Waxahachie ISD made ‘error’ in deficit report
By 04/03/2003 00:00:00
The Ellis County Press
WAXAHACHIE - At first, officials with the Waxahachie Independent School District forecasted a $2.45 million budget deficit after a February bond election defeat.
Now, because of an administration error, the deficit has decreased to $1.5 million.
The state government provides school districts a formula, or template, to calculate the amount of state funding a district will receive. The template, according to Superintendent Dr. Bobby Parker, consisted of numerous chan-ges, apparently overlooked.
An input error by district officials, Parker continued, was also discovered and gave a more positive light on the current budget dilemma.

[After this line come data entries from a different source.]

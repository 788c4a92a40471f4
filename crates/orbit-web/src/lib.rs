pub mod runner;
pub mod ship;

pub use runner::{InitOptions, SceneRunner};
pub use ship::JsShipRenderer;

pub use js_sys;
pub use orbit_engine;

/// Generate all `#[wasm_bindgen]` exports for a site.
///
/// This macro generates:
/// - `thread_local!` storage for the SceneRunner
/// - `with_runner()` helper function
/// - All wasm-bindgen exports (scene_init, scene_frame, input handlers, buffer and texture accessors)
///
/// # Usage
///
/// ```ignore
/// use wasm_bindgen::prelude::*;
///
/// mod site;
/// use site::MySite;
///
/// orbit_web::export_scene!(MySite, "my-site");
/// ```
///
/// # Arguments
///
/// - `$setup_type`: The site struct type that implements `orbit_engine::Setup` and has `new()`
/// - `$site_name`: A string literal used in the initialization log message
#[macro_export]
macro_rules! export_scene {
    ($setup_type:ty, $site_name:literal) => {
        use std::cell::RefCell;

        thread_local! {
            static RUNNER: RefCell<Option<$crate::SceneRunner<$setup_type>>> = RefCell::new(None);
        }

        fn with_runner<R>(f: impl FnOnce(&mut $crate::SceneRunner<$setup_type>) -> R) -> R {
            RUNNER.with(|cell| {
                let mut borrow = cell.borrow_mut();
                let runner = borrow.as_mut().expect("Scene not initialized. Call scene_init() first.");
                f(runner)
            })
        }

        #[wasm_bindgen]
        pub fn scene_init(
            width: f32,
            height: f32,
            dpr: f32,
            now_ms: f64,
            seed: f64,
            reduced_motion: bool,
            site_json: &str,
        ) {
            console_error_panic_hook::set_once();
            let _ = console_log::init_with_level(log::Level::Info);

            let setup = <$setup_type>::new();
            let runner = $crate::SceneRunner::new(setup);

            RUNNER.with(|cell| {
                *cell.borrow_mut() = Some(runner);
            });

            with_runner(|r| {
                r.init($crate::InitOptions {
                    width,
                    height,
                    dpr,
                    now_ms,
                    seed: seed.max(0.0) as u64,
                    reduced_motion,
                    site_json,
                })
            });
            log::info!("{}: initialized", $site_name);
        }

        #[wasm_bindgen]
        pub fn scene_frame(now_ms: f64) {
            with_runner(|r| r.frame(now_ms));
        }

        #[wasm_bindgen]
        pub fn scene_pointer_move(x: f32, y: f32) {
            with_runner(|r| r.push_input($crate::orbit_engine::InputEvent::PointerMove { x, y }));
        }

        #[wasm_bindgen]
        pub fn scene_click(x: f32, y: f32) {
            with_runner(|r| r.push_input($crate::orbit_engine::InputEvent::Click { x, y }));
        }

        #[wasm_bindgen]
        pub fn scene_key_down(key_code: u32) {
            let key = $crate::orbit_engine::Key::from_code(key_code);
            with_runner(|r| r.push_input($crate::orbit_engine::InputEvent::Key(key)));
        }

        #[wasm_bindgen]
        pub fn scene_resize(width: f32, height: f32, dpr: f32) {
            with_runner(|r| r.push_input($crate::orbit_engine::InputEvent::Resize { width, height, dpr }));
        }

        #[wasm_bindgen]
        pub fn scene_start() {
            with_runner(|r| r.push_input($crate::orbit_engine::InputEvent::Start));
        }

        #[wasm_bindgen]
        pub fn scene_texture_loaded(id: u32, slot: u32) {
            with_runner(|r| r.push_input($crate::orbit_engine::InputEvent::TextureLoaded { id, slot }));
        }

        #[wasm_bindgen]
        pub fn scene_texture_failed(id: u32) {
            with_runner(|r| r.push_input($crate::orbit_engine::InputEvent::TextureFailed { id }));
        }

        #[wasm_bindgen]
        pub fn scene_switch_room(room: u32) {
            with_runner(|r| {
                r.push_input($crate::orbit_engine::InputEvent::SwitchRoom { room: room as usize })
            });
        }

        #[wasm_bindgen]
        pub fn scene_attach_ship(place: $crate::js_sys::Function, set_engine: $crate::js_sys::Function) {
            let renderer = $crate::JsShipRenderer::new(place, set_engine);
            with_runner(|r| r.attach_ship_renderer(Box::new(renderer)));
        }

        // ---- Frame buffer accessors ----

        #[wasm_bindgen]
        pub fn get_frame_ptr() -> *const f32 {
            with_runner(|r| r.frame_ptr())
        }

        #[wasm_bindgen]
        pub fn get_frame_len() -> u32 {
            with_runner(|r| r.frame_len())
        }

        #[wasm_bindgen]
        pub fn get_star_data_offset() -> u32 {
            with_runner(|r| r.star_data_offset())
        }

        #[wasm_bindgen]
        pub fn get_meteor_data_offset() -> u32 {
            with_runner(|r| r.meteor_data_offset())
        }

        #[wasm_bindgen]
        pub fn get_target_data_offset() -> u32 {
            with_runner(|r| r.target_data_offset())
        }

        #[wasm_bindgen]
        pub fn get_belt_data_offset() -> u32 {
            with_runner(|r| r.belt_data_offset())
        }

        #[wasm_bindgen]
        pub fn get_event_data_offset() -> u32 {
            with_runner(|r| r.event_data_offset())
        }

        #[wasm_bindgen]
        pub fn get_buffer_total_floats() -> u32 {
            with_runner(|r| r.buffer_total_floats())
        }

        // ---- Texture accessors ----

        #[wasm_bindgen]
        pub fn get_texture_key(id: u32) -> String {
            with_runner(|r| r.texture_key(id))
        }

        #[wasm_bindgen]
        pub fn get_texture_path(id: u32) -> String {
            with_runner(|r| r.texture_path(id))
        }

        #[wasm_bindgen]
        pub fn get_fallback_texture_json(id: u32) -> String {
            with_runner(|r| r.fallback_texture_json(id))
        }
    };
}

Both Parker and Chief Financial Officer Dan Davis have come under heavy scrutiny from the public, as well as school board members, for their previous budget projections.

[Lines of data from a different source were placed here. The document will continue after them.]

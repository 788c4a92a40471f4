pub mod api;
pub mod core;
pub mod components;
pub mod systems;
pub mod renderer;
pub mod bridge;
pub mod input;
pub mod assets;
pub mod extensions;

// Re-export key types at crate root for convenience
pub use api::action::{Action, ActionContext, Arrival};
pub use api::config::{
    AutopilotConfig, CameraConfig, IntroConfig, SceneConfig, ShipConfig, StarConfig, WarpConfig,
};
pub use api::setup::Setup;
pub use api::types::{EventKind, SceneEvent, TargetRef, WarpTheme};
pub use assets::manifest::PlanetManifest;
pub use assets::textures::{texture_key, ProceduralTexture, TextureCache, TextureState};
pub use bridge::protocol::{FrameBuffer, FrameHeader, ProtocolLayout};
pub use components::ship::Ship;
pub use components::star::{Meteor, Star};
pub use components::target::{Color, Palette, Room, Target};
pub use core::rng::Rng;
pub use core::scene::SceneState;
pub use core::time::FrameClock;
pub use core::timer::OneShot;
pub use core::viewport::{Percent, ViewTransform, Viewport};
pub use input::queue::{InputEvent, InputQueue, Key};
pub use renderer::camera::{CameraPhase, OrbitCamera};
pub use renderer::instance::{BeltInstance, StarInstance, TargetInstance};
pub use renderer::traits::{ShipPose, ShipRenderer, ShipRendererError};
pub use systems::autopilot::{Autopilot, AutopilotPlan};
pub use systems::decor::BeltSpec;
pub use systems::flight::{FlightController, FlightPath, FlightStep};
pub use systems::hit::{find_hit, HitMode, InteractionGate};
pub use systems::registry::TargetRegistry;
pub use systems::starfield::{StarMode, Starfield};
pub use systems::warp::{WarpCause, WarpController, WarpPhase, WarpSignal};

// Extensions: decoupled math helpers
pub use extensions::{approach, approach_vec2, CubicBezier, Easing};
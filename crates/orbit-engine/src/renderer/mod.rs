pub mod camera;
pub mod instance;
pub mod traits;

// Re-export key types for convenient access
pub use camera::{CameraPhase, CameraRelease, OrbitCamera};
pub use instance::{BeltInstance, StarInstance, TargetInstance};
pub use traits::{ShipLink, ShipPose, ShipRenderer, ShipRendererError};
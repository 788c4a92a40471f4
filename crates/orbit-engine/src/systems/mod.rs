pub mod autopilot;
pub mod decor;
pub mod flight;
pub mod hit;
pub mod registry;
pub mod starfield;
pub mod warp;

After voters rejected a $48 million budget deficit in February, WISD officials started hitting taxpayers with news of a budget deficit, attributed mainly to the state's socialist Robin Hood plan, a system in which 'rich' school districts send taxpayer money to the state to be redistributed to 'poor' ones. Currently, the WISD and the Midlothian ISD are the only Ellis County school districts having to prepare for Chapter 41 status, the section of state law requiring districts to contribute to Robin Hood.
Meanwhile, Parker and other Ellis County school district officials have urged citizens to get involved with contacting members of the state legislature; both the House and Senate have bills to abolish Robin Hood.
Several organizations and media outlets have called for a state income tax, but conservatives throughout the state have railed against the idea.
Parker said the WISD will face increased expenditures and lower revenues for next year's budget cycle, set to start in October.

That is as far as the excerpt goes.